January 4, 2022 10:30:16 am
One of the many signs of global warming is the change in animal population and habitation. Something similar is being witnessed with the polar bear population of Alaska that is rapidly dwindling.
It is reported that between 2001 to 2010, there was a 40 per cent drop in Alaska’s polar bear population. This drop is being credited to polar bears’ migration to Russia from Alaska due to rising temperatures in Alaska. In the last 50 years, there was a 4.8-degree Celsius rise in Alaska’s annual average temperature. This rise has resulted in the loss of sea ice that directly affects the bears by redistricting their hunting ground. The migration has resulted in a booming increase in polar bear numbers in Russia’s Wrangel Island.

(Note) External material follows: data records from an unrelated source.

//! The decision engine: one bar in, one [`Action`] out.
//!
//! Wires the indicator engine, signal evaluator, position sizer, lifecycle
//! manager and order intent builder together behind two entry points,
//! [`Engine::on_bar`] and [`Engine::on_order_update`]. The engine performs
//! no I/O of its own; capital comes from the injected [`AccountPort`].

use chrono::NaiveDateTime;
use tracing::debug;

use crate::domain::config::EngineConfig;
use crate::domain::error::TrendpilotError;
use crate::domain::indicator::{
    IndicatorEngine, IndicatorSet, apply_warmup, compute_raw_indicators,
};
use crate::domain::lifecycle::{Decision, LifecycleManager, LifecycleState};
use crate::domain::ohlcv::Bar;
use crate::domain::order_intent::{Action, OrderIdSequence, OrderUpdate, build_instructions};
use crate::domain::position::{Position, TradeRecord};
use crate::domain::signal::{EntryPattern, PriorBar, evaluate_entry};
use crate::domain::sizing::position_size;
use crate::ports::account_port::AccountPort;

pub struct Engine {
    symbol: String,
    config: EngineConfig,
    indicators: IndicatorEngine,
    lifecycle: LifecycleManager,
    ids: OrderIdSequence,
    last_timestamp: Option<NaiveDateTime>,
    last_close: Option<f64>,
    reported: usize,
}

impl Engine {
    pub fn new(symbol: &str, config: EngineConfig) -> Self {
        Self {
            symbol: symbol.to_string(),
            indicators: IndicatorEngine::new(config.indicators.clone()),
            lifecycle: LifecycleManager::new(symbol, config.exit),
            config,
            ids: OrderIdSequence::new(),
            last_timestamp: None,
            last_close: None,
            reported: 0,
        }
    }

    pub fn symbol(&self) -> &str {
        &self.symbol
    }

    pub fn config(&self) -> &EngineConfig {
        &self.config
    }

    pub fn state(&self) -> LifecycleState {
        self.lifecycle.state()
    }

    pub fn position(&self) -> Option<&Position> {
        self.lifecycle.position()
    }

    pub fn indicators(&self) -> &IndicatorSet {
        self.indicators.current()
    }

    pub fn has_in_flight(&self) -> bool {
        self.lifecycle.has_in_flight()
    }

    /// Every trade closed so far.
    pub fn trades(&self) -> &[TradeRecord] {
        self.lifecycle.trades()
    }

    /// Trades closed since the previous call.
    pub fn take_new_trades(&mut self) -> Vec<TradeRecord> {
        let trades = self.lifecycle.trades();
        let fresh = trades[self.reported..].to_vec();
        self.reported = trades.len();
        fresh
    }

    /// Evaluate one bar.
    ///
    /// Bars must arrive with strictly increasing timestamps; a repeated or
    /// older bar is rejected without touching any state. The account is only
    /// queried when an entry signal needs sizing.
    pub fn on_bar(
        &mut self,
        bar: &Bar,
        account: &dyn AccountPort,
    ) -> Result<Action, TrendpilotError> {
        if let Some(previous) = self.last_timestamp.filter(|prev| bar.timestamp <= *prev) {
            return Err(TrendpilotError::OutOfOrderBar {
                previous,
                received: bar.timestamp,
            });
        }

        let prior_indicators = *self.indicators.raw();
        let prior_close = self.last_close;
        let current = self.indicators.push(bar);
        self.last_timestamp = Some(bar.timestamp);
        self.last_close = Some(bar.close);

        if self.lifecycle.has_in_flight() {
            debug!(
                symbol = %self.symbol,
                timestamp = %bar.timestamp,
                in_flight = ?self.lifecycle.in_flight_ids(),
                "orders outstanding, skipping evaluation"
            );
            return Ok(Action::none());
        }

        let decision = match self.lifecycle.state() {
            LifecycleState::Flat => {
                let prior = prior_close.map(|close| PriorBar {
                    close,
                    indicators: &prior_indicators,
                });
                match evaluate_entry(&self.config.profile, bar, &current, prior) {
                    Some(signal) => {
                        let capital = account.available_capital()?;
                        let quantity =
                            position_size(capital, self.config.risk_fraction, signal.price);
                        debug!(
                            symbol = %self.symbol,
                            pattern = %signal.pattern,
                            capital,
                            quantity,
                            "entry signal"
                        );
                        self.lifecycle
                            .enter(&signal, current.atr, quantity, bar.timestamp)
                    }
                    None => Decision::Hold,
                }
            }
            _ => self.lifecycle.evaluate(bar, &current),
        };

        Ok(self.dispatch(decision))
    }

    /// Feed a status update from the order router.
    pub fn on_order_update(&mut self, update: &OrderUpdate) -> Action {
        let decision = self.lifecycle.on_order_update(update);
        self.dispatch(decision)
    }

    fn dispatch(&mut self, decision: Decision) -> Action {
        let instructions = build_instructions(&decision, &mut self.ids);
        self.lifecycle.attach(&instructions);
        Action { instructions }
    }
}

/// One bar on which the configured entry rule fired.
#[derive(Debug, Clone, PartialEq)]
pub struct SignalHit {
    pub timestamp: NaiveDateTime,
    pub close: f64,
    pub volume_ratio: Option<f64>,
    pub short_ma: Option<f64>,
    pub mid_ma: Option<f64>,
    pub pattern: EntryPattern,
}

/// Every bar in `bars` where the entry rule fires, ignoring position state.
pub fn scan(bars: &[Bar], config: &EngineConfig) -> Vec<SignalHit> {
    let raw = compute_raw_indicators(bars, &config.indicators);
    let sets = apply_warmup(&raw, &config.indicators);
    bars.iter()
        .zip(&sets)
        .enumerate()
        .filter_map(|(i, (bar, set))| {
            let prior = i.checked_sub(1).map(|p| PriorBar {
                close: bars[p].close,
                indicators: &raw[p],
            });
            let signal = evaluate_entry(&config.profile, bar, set, prior)?;
            Some(SignalHit {
                timestamp: bar.timestamp,
                close: bar.close,
                volume_ratio: set.volume_ratio,
                short_ma: set.short_ma,
                mid_ma: set.mid_ma,
                pattern: signal.pattern,
            })
        })
        .collect()
}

This news simmered serious debate on climate change on social media, with many people raising concerns on the climate crisis while some refuting it.
pay attention to the bears. They’re telling us something! https://t.co/IdnjIp1np0
— maryjean (@xomaryjeanxo) January 2, 2022
Human activity creates global warming, in which produces habitat fragmentation, equals species extinction!!

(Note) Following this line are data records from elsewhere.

//! Simple Moving Average.
//!
//! SMA[i] = mean(values[i-n+1..=i]). Warmup: first (n-1) values are `None`.

use std::collections::VecDeque;

pub fn calculate_sma(values: &[f64], period: usize) -> Vec<Option<f64>> {
    if period == 0 {
        return vec![None; values.len()];
    }

    values
        .iter()
        .enumerate()
        .map(|(i, _)| {
            if i + 1 < period {
                None
            } else {
                let window = &values[i + 1 - period..=i];
                Some(window.iter().sum::<f64>() / period as f64)
            }
        })
        .collect()
}

/// Fixed-length rolling mean fed one value at a time.
///
/// Sums the window oldest-to-newest on every push so that the result is
/// bit-identical to [`calculate_sma`] over the same history.
#[derive(Debug, Clone)]
pub struct RollingMean {
    period: usize,
    window: VecDeque<f64>,
}

impl RollingMean {
    pub fn new(period: usize) -> Self {
        Self {
            period,
            window: VecDeque::with_capacity(period),
        }
    }

    pub fn push(&mut self, value: f64) -> Option<f64> {
        if self.period == 0 {
            return None;
        }
        if self.window.len() == self.period {
            self.window.pop_front();
        }
        self.window.push_back(value);
        self.value()
    }

    pub fn value(&self) -> Option<f64> {
        if self.period == 0 || self.window.len() < self.period {
            return None;
        }
        Some(self.window.iter().sum::<f64>() / self.period as f64)
    }
}
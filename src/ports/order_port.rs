//! Order routing port trait.
//!
//! The router owns transport. The engine hands it intents tagged with the
//! engine's own [`OrderId`]s and later pulls status updates keyed by the
//! same ids.

use crate::domain::error::TrendpilotError;
use crate::domain::order_intent::{Instruction, OrderId, OrderIntent, OrderUpdate};

pub trait OrderRouter {
    fn submit(&mut self, intent: &OrderIntent) -> Result<(), TrendpilotError>;

    fn cancel(&mut self, id: OrderId) -> Result<(), TrendpilotError>;

    /// Status updates produced since the last poll, in order.
    fn poll_updates(&mut self) -> Vec<OrderUpdate>;

    /// Route one instruction.
    fn route(&mut self, instruction: &Instruction) -> Result<(), TrendpilotError> {
        match instruction {
            Instruction::Submit(intent) => self.submit(intent),
            Instruction::Cancel(id) => self.cancel(*id),
        }
    }
}
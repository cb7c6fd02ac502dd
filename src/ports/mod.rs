//! Port traits for the collaborators the engine talks to.

pub mod account_port;
pub mod config_port;
pub mod data_port;
pub mod order_port;
pub mod report_port;
pub mod trade_log_port;
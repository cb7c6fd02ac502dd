//! Capital / account query port trait.

use crate::domain::error::TrendpilotError;

pub trait AccountPort {
    /// Capital available for sizing a new entry.
    fn available_capital(&self) -> Result<f64, TrendpilotError>;
}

— Anthony Wilson (@EcoYesNow) January 2, 2022
unfortunately they evolved to live on sea ice, and the further they move south the more difficult it is to find food and survive on land. their future is unclear … hybridization/change of diet may play out but who knows!
— babyriv (@dietnarcolepsy) January 2, 2022
Heartbreaking 💔 Nature is protecting itself. Years of human idiocy led to this #ClimateCrisis worldwide!!

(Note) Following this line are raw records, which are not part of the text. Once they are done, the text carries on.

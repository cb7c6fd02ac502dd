//! In-process broker for backtests.
//!
//! Implements [`OrderRouter`] and [`AccountPort`]. Orders are acknowledged
//! on submission and matched against each subsequent bar:
//!
//! - market orders fill at the open
//! - sell stops trigger on `low <= stop` and fill at `min(open, stop)`
//! - sell limits trigger on `high >= limit` and fill at `max(open, limit)`
//! - trailing stops ratchet to `high - distance` after the trigger check
//!
//! Within a bar, market orders go first, then stops, then limits. Sells are
//! capped at the held quantity.

use std::collections::VecDeque;

use chrono::NaiveDateTime;
use tracing::{debug, warn};

use crate::domain::error::TrendpilotError;
use crate::domain::ohlcv::Bar;
use crate::domain::order_intent::{OrderId, OrderIntent, OrderKind, OrderStatus, OrderUpdate, Side};
use crate::ports::account_port::AccountPort;
use crate::ports::order_port::OrderRouter;

#[derive(Debug, Clone)]
struct WorkingOrder {
    intent: OrderIntent,
    /// Current trigger level of a trailing stop.
    trail_stop: Option<f64>,
}

impl WorkingOrder {
    fn pass(&self) -> u8 {
        match self.intent.kind {
            OrderKind::Market => 0,
            OrderKind::Stop { .. } | OrderKind::TrailingStop { .. } => 1,
            OrderKind::Limit { .. } => 2,
        }
    }
}

#[derive(Debug)]
pub struct SimBroker {
    symbol: String,
    cash: f64,
    held: u64,
    commission_pct: f64,
    last_price: Option<f64>,
    clock: Option<NaiveDateTime>,
    working: Vec<WorkingOrder>,
    updates: VecDeque<OrderUpdate>,
    commission_paid: f64,
}

impl SimBroker {
    pub fn new(symbol: &str, initial_capital: f64, commission_pct: f64) -> Self {
        Self {
            symbol: symbol.to_string(),
            cash: initial_capital,
            held: 0,
            commission_pct,
            last_price: None,
            clock: None,
            working: Vec::new(),
            updates: VecDeque::new(),
            commission_paid: 0.0,
        }
    }

    pub fn cash(&self) -> f64 {
        self.cash
    }

    pub fn held(&self) -> u64 {
        self.held
    }

    pub fn commission_paid(&self) -> f64 {
        self.commission_paid
    }

    pub fn working_orders(&self) -> Vec<OrderId> {
        self.working.iter().map(|o| o.intent.id).collect()
    }

    /// Cash plus the position marked at the last seen close.
    pub fn equity(&self) -> f64 {
        self.cash + self.held as f64 * self.last_price.unwrap_or(0.0)
    }

    fn transport_error(&self, reason: String) -> TrendpilotError {
        TrendpilotError::Transport {
            symbol: self.symbol.clone(),
            timestamp: self.clock.unwrap_or_default(),
            reason,
        }
    }

    /// Match working orders against `bar`, then mark to its close.
    pub fn on_bar(&mut self, bar: &Bar) {
        self.clock = Some(bar.timestamp);

        let mut working = std::mem::take(&mut self.working);
        // stable: submission order is kept within each pass
        working.sort_by_key(WorkingOrder::pass);

        let mut still_working = Vec::with_capacity(working.len());
        for mut order in working {
            if self.try_fill(&mut order, bar) {
                continue;
            }
            if let OrderKind::TrailingStop { distance } = order.intent.kind {
                let ratchet = bar.high - distance;
                order.trail_stop = Some(order.trail_stop.map_or(ratchet, |s| s.max(ratchet)));
            }
            still_working.push(order);
        }
        self.working = still_working;
        self.last_price = Some(bar.close);
    }

    /// Returns true when the order left the book.
    fn try_fill(&mut self, order: &mut WorkingOrder, bar: &Bar) -> bool {
        let intent = &order.intent;
        if intent.side == Side::Buy {
            return match intent.kind {
                OrderKind::Market => {
                    self.buy(intent.id, intent.quantity, bar.open, bar.timestamp);
                    true
                }
                _ => {
                    self.push(intent.id, OrderStatus::Rejected {
                        reason: "only market buys are supported".into(),
                    });
                    true
                }
            };
        }

        if self.held == 0 {
            debug!(id = %intent.id, "nothing held, canceling exit order");
            self.push(intent.id, OrderStatus::Canceled);
            return true;
        }

        let price = match intent.kind {
            OrderKind::Market => Some(bar.open),
            OrderKind::Stop { price } => (bar.low <= price).then(|| bar.open.min(price)),
            OrderKind::TrailingStop { distance } => {
                let stop = *order.trail_stop.get_or_insert(bar.open - distance);
                (bar.low <= stop).then(|| bar.open.min(stop))
            }
            OrderKind::Limit { price } => (bar.high >= price).then(|| bar.open.max(price)),
        };

        match price {
            Some(price) => {
                let quantity = intent.quantity.min(self.held);
                self.sell(intent.id, quantity, price, bar.timestamp);
                true
            }
            None => false,
        }
    }

    fn buy(&mut self, id: OrderId, quantity: u64, price: f64, time: NaiveDateTime) {
        let notional = price * quantity as f64;
        let commission = notional * self.commission_pct;
        if notional + commission > self.cash {
            warn!(symbol = %self.symbol, %id, notional, cash = self.cash, "insufficient cash");
            self.push(id, OrderStatus::Rejected {
                reason: format!("insufficient cash: need {:.2}, have {:.2}", notional + commission, self.cash),
            });
            return;
        }
        self.cash -= notional + commission;
        self.commission_paid += commission;
        self.held += quantity;
        self.push(id, OrderStatus::Filled { price, time, quantity });
    }

    fn sell(&mut self, id: OrderId, quantity: u64, price: f64, time: NaiveDateTime) {
        let notional = price * quantity as f64;
        let commission = notional * self.commission_pct;
        self.cash += notional - commission;
        self.commission_paid += commission;
        self.held -= quantity;
        self.push(id, OrderStatus::Filled { price, time, quantity });
    }

    fn push(&mut self, id: OrderId, status: OrderStatus) {
        self.updates.push_back(OrderUpdate { id, status });
    }
}

impl OrderRouter for SimBroker {
    fn submit(&mut self, intent: &OrderIntent) -> Result<(), TrendpilotError> {
        if intent.quantity == 0 {
            return Err(self.transport_error(format!("order {} has zero quantity", intent.id)));
        }
        if self.working.iter().any(|o| o.intent.id == intent.id) {
            return Err(self.transport_error(format!("duplicate order id {}", intent.id)));
        }

        let trail_stop = match intent.kind {
            OrderKind::TrailingStop { distance } => self.last_price.map(|p| p - distance),
            _ => None,
        };
        self.working.push(WorkingOrder {
            intent: intent.clone(),
            trail_stop,
        });
        self.push(intent.id, OrderStatus::Submitted);
        Ok(())
    }

    fn cancel(&mut self, id: OrderId) -> Result<(), TrendpilotError> {
        match self.working.iter().position(|o| o.intent.id == id) {
            Some(idx) => {
                self.working.remove(idx);
                self.push(id, OrderStatus::Canceled);
            }
            None => {
                // already filled or canceled; answer so the caller stops waiting
                self.push(id, OrderStatus::Rejected {
                    reason: "no such working order".into(),
                });
            }
        }
        Ok(())
    }

    fn poll_updates(&mut self) -> Vec<OrderUpdate> {
        self.updates.drain(..).collect()
    }
}

impl AccountPort for SimBroker {
    fn available_capital(&self) -> Result<f64, TrendpilotError> {
        Ok(self.equity())
    }
}

#[cfg(test)]
mod tests {
    use super::*;
    use crate::domain::order_intent::OrderRole;
    use chrono::{Duration, NaiveDate};

    fn ts(i: i64) -> NaiveDateTime {
        NaiveDate::from_ymd_opt(2024, 4, 1)
            .unwrap()
            .and_hms_opt(10, 0, 0)
            .unwrap()
            + Duration::minutes(i)
    }

    fn bar(i: i64, open: f64, high: f64, low: f64, close: f64) -> Bar {
        Bar {
            timestamp: ts(i),
            open,
            high,
            low,
            close,
            volume: 1000.0,
        }
    }

    fn intent(id: u64, side: Side, quantity: u64, kind: OrderKind) -> OrderIntent {
        let role = match (side, kind) {
            (Side::Buy, _) => OrderRole::Entry,
            (_, OrderKind::Market) => OrderRole::MarketExit,
            (_, OrderKind::Limit { .. }) => OrderRole::TakeProfit,
            (_, OrderKind::Stop { .. }) => OrderRole::InitialStop,
            (_, OrderKind::TrailingStop { .. }) => OrderRole::TrailingStop,
        };
        OrderIntent {
            id: OrderId(id),
            role,
            side,
            quantity,
            kind,
        }
    }

    fn filled_at(updates: &[OrderUpdate], id: u64) -> Option<(f64, u64)> {
        updates.iter().find_map(|u| match u.status {
            OrderStatus::Filled { price, quantity, .. } if u.id == OrderId(id) => Some((price, quantity)),
            _ => None,
        })
    }

    fn broker_long(quantity: u64) -> SimBroker {
        let mut broker = SimBroker::new("TEST", 100_000.0, 0.0);
        broker
            .submit(&intent(1, Side::Buy, quantity, OrderKind::Market))
            .unwrap();
        broker.on_bar(&bar(0, 100.0, 101.0, 99.0, 100.0));
        broker.poll_updates();
        broker
    }

    #[test]
    fn market_buy_fills_at_next_open() {
        let mut broker = SimBroker::new("TEST", 10_000.0, 0.001);
        broker
            .submit(&intent(1, Side::Buy, 10, OrderKind::Market))
            .unwrap();
        let acks = broker.poll_updates();
        assert_eq!(acks[0].status, OrderStatus::Submitted);

        broker.on_bar(&bar(1, 50.0, 52.0, 49.0, 51.0));
        let updates = broker.poll_updates();
        assert_eq!(filled_at(&updates, 1), Some((50.0, 10)));
        assert_eq!(broker.held(), 10);
        assert!((broker.cash() - (10_000.0 - 500.0 - 0.5)).abs() < 1e-9);
        assert!((broker.equity() - (broker.cash() + 510.0)).abs() < 1e-9);
        assert!((broker.available_capital().unwrap() - broker.equity()).abs() < f64::EPSILON);
    }

    #[test]
    fn insufficient_cash_rejects() {
        let mut broker = SimBroker::new("TEST", 100.0, 0.0);
        broker
            .submit(&intent(1, Side::Buy, 10, OrderKind::Market))
            .unwrap();
        broker.on_bar(&bar(1, 50.0, 52.0, 49.0, 51.0));
        let updates = broker.poll_updates();
        assert!(matches!(updates[1].status, OrderStatus::Rejected { .. }));
        assert_eq!(broker.held(), 0);
    }

    #[test]
    fn stop_fills_at_worse_of_open_and_stop() {
        let mut broker = broker_long(100);
        broker
            .submit(&intent(2, Side::Sell, 100, OrderKind::Stop { price: 97.0 }))
            .unwrap();
        broker.on_bar(&bar(1, 98.0, 98.5, 97.5, 98.0));
        assert_eq!(filled_at(&broker.poll_updates(), 2), None);

        // gap down through the stop
        broker.on_bar(&bar(2, 95.0, 96.0, 94.0, 95.5));
        assert_eq!(filled_at(&broker.poll_updates(), 2), Some((95.0, 100)));
        assert_eq!(broker.held(), 0);
    }

    #[test]
    fn limit_fills_at_better_of_open_and_limit() {
        let mut broker = broker_long(100);
        broker
            .submit(&intent(2, Side::Sell, 50, OrderKind::Limit { price: 104.5 }))
            .unwrap();
        broker.on_bar(&bar(1, 103.0, 105.0, 102.0, 104.0));
        assert_eq!(filled_at(&broker.poll_updates(), 2), Some((104.5, 50)));
        assert_eq!(broker.held(), 50);
    }

    #[test]
    fn stop_is_checked_before_limit() {
        let mut broker = broker_long(100);
        broker
            .submit(&intent(2, Side::Sell, 100, OrderKind::Limit { price: 104.0 }))
            .unwrap();
        broker
            .submit(&intent(3, Side::Sell, 100, OrderKind::Stop { price: 97.0 }))
            .unwrap();
        broker.poll_updates();
        // wide bar touches both levels
        broker.on_bar(&bar(1, 100.0, 105.0, 96.0, 100.0));
        let updates = broker.poll_updates();
        assert_eq!(filled_at(&updates, 3), Some((97.0, 100)));
        assert_eq!(updates[1].id, OrderId(2));
        assert_eq!(updates[1].status, OrderStatus::Canceled);
    }

    #[test]
    fn trailing_stop_ratchets_up_only() {
        let mut broker = broker_long(50);
        broker
            .submit(&intent(2, Side::Sell, 50, OrderKind::TrailingStop { distance: 6.0 }))
            .unwrap();
        broker.poll_updates();

        // initial level: last close 100 - 6 = 94, ratchet to 108 - 6 = 102
        broker.on_bar(&bar(1, 104.0, 108.0, 103.0, 107.0));
        // lower high does not lower the stop
        broker.on_bar(&bar(2, 106.0, 106.5, 102.5, 104.0));
        assert!(broker.poll_updates().is_empty());

        broker.on_bar(&bar(3, 103.0, 103.5, 101.0, 101.5));
        assert_eq!(filled_at(&broker.poll_updates(), 2), Some((102.0, 50)));
    }

    #[test]
    fn sells_capped_at_holdings() {
        let mut broker = broker_long(30);
        broker
            .submit(&intent(2, Side::Sell, 100, OrderKind::Market))
            .unwrap();
        broker.on_bar(&bar(1, 101.0, 102.0, 100.0, 101.0));
        assert_eq!(filled_at(&broker.poll_updates(), 2), Some((101.0, 30)));
    }

    #[test]
    fn cancel_unknown_answers_rejected() {
        let mut broker = SimBroker::new("TEST", 1000.0, 0.0);
        broker.cancel(OrderId(9)).unwrap();
        let updates = broker.poll_updates();
        assert!(matches!(updates[0].status, OrderStatus::Rejected { .. }));
    }

    #[test]
    fn cancel_working_order() {
        let mut broker = broker_long(10);
        broker
            .submit(&intent(2, Side::Sell, 10, OrderKind::Stop { price: 90.0 }))
            .unwrap();
        broker.cancel(OrderId(2)).unwrap();
        let updates = broker.poll_updates();
        assert_eq!(updates.last().unwrap().status, OrderStatus::Canceled);
        assert!(broker.working_orders().is_empty());
    }

    #[test]
    fn duplicate_and_zero_orders_are_transport_errors() {
        let mut broker = SimBroker::new("TEST", 1000.0, 0.0);
        let order = intent(1, Side::Buy, 1, OrderKind::Market);
        broker.submit(&order).unwrap();
        let err = broker.submit(&order).unwrap_err();
        assert!(matches!(err, TrendpilotError::Transport { .. }));
        let err = broker
            .submit(&intent(2, Side::Buy, 0, OrderKind::Market))
            .unwrap_err();
        assert!(err.is_recoverable());
    }
}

— Johny_BlueWave 🌊😷❄️☮️💙Resisting in #PA 🔔🗽🇺🇸 (@Johny_GT) January 2, 2022
It’s -26 C here today. Where can I order some climate change to make it warmer in my area? p.s. don’t tell the bears the temp here because I don’t want them here. Thx🤗🤗🤗
— Prisonplanet99 (@prisonplanet99) January 2, 2022
Its been damn cold in Canada. Record low temperatures. Stop the BS.
— dobbs (@dobbs_ddobell1) January 2, 2022
This is not the first time polar bears were seen migrating to colder places. In 2019, around 60 polar bears were spotted in one of Russia’s remotest regions of Ryrkaypiy.